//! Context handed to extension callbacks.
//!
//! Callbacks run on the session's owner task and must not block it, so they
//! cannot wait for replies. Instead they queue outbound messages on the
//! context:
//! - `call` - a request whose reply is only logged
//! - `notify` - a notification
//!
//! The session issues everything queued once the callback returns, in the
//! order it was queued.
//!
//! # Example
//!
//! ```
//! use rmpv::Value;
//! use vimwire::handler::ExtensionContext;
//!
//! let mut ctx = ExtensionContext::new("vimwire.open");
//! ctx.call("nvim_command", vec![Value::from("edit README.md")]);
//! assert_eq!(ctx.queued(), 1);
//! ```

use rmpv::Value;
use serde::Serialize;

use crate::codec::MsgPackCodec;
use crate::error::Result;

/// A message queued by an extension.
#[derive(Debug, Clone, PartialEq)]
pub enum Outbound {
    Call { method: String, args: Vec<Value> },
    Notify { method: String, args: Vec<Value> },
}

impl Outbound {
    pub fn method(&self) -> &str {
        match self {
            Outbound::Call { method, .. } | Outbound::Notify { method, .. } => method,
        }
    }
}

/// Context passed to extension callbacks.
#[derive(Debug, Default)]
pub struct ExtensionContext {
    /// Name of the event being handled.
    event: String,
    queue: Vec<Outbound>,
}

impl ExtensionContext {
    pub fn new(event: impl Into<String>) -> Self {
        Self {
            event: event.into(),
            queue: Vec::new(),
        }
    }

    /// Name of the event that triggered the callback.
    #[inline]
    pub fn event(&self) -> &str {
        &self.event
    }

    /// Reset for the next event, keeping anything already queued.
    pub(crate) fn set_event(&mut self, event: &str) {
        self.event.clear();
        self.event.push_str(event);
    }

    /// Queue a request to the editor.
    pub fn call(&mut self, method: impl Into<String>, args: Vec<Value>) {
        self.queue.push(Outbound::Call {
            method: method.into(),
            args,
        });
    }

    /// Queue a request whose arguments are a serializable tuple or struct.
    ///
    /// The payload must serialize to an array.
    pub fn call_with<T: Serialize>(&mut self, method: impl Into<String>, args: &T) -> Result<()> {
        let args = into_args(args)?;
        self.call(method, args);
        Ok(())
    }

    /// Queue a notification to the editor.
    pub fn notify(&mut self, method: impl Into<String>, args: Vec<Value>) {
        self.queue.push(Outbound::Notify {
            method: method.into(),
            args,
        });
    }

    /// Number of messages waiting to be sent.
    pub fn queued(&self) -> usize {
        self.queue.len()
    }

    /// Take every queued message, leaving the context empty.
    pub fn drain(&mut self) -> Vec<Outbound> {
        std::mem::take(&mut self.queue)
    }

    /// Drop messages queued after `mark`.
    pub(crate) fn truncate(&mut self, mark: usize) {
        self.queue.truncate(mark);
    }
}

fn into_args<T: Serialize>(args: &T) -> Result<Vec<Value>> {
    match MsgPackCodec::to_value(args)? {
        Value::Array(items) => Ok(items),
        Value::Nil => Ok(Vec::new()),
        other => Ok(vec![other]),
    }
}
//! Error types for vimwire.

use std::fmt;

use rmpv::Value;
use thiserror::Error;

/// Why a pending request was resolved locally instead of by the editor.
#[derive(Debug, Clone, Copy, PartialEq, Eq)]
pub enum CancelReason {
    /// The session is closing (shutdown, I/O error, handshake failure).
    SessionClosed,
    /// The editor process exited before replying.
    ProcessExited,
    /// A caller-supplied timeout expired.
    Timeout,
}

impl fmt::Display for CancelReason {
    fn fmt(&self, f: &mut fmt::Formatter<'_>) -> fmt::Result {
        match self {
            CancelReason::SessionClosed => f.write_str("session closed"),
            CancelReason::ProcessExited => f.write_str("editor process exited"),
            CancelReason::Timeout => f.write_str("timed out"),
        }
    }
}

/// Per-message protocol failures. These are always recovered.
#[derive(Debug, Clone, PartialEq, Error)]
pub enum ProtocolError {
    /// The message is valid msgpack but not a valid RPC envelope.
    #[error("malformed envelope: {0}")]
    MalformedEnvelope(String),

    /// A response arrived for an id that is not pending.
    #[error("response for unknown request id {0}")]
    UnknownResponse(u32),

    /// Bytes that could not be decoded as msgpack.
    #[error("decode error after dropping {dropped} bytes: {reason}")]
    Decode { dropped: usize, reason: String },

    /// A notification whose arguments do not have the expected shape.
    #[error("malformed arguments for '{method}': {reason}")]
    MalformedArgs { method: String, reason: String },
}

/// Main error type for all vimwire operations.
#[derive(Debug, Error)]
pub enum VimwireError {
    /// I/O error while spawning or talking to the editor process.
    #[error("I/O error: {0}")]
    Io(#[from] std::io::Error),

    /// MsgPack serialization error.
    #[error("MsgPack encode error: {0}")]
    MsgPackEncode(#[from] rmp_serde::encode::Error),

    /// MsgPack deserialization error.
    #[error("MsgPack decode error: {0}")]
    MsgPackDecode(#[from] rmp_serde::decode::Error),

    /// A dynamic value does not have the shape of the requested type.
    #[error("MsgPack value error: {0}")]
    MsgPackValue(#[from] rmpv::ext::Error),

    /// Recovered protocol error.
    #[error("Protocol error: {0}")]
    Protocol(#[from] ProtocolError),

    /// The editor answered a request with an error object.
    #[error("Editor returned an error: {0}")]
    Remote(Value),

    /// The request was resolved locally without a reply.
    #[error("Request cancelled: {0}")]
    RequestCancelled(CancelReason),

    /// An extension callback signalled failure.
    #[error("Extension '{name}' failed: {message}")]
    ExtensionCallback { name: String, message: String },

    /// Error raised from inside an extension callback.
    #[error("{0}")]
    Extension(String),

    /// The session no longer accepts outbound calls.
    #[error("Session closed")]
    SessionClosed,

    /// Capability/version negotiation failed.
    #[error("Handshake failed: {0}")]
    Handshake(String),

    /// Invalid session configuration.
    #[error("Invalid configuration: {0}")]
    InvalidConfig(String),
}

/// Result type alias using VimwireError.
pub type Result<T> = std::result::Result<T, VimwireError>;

**WORK TASK**
For each line above that contains the word "after", give the line as it is written.

**THE ANSWER**
    /// Drop messages queued after `mark`.
    #[error("decode error after dropping {dropped} bytes: {reason}")]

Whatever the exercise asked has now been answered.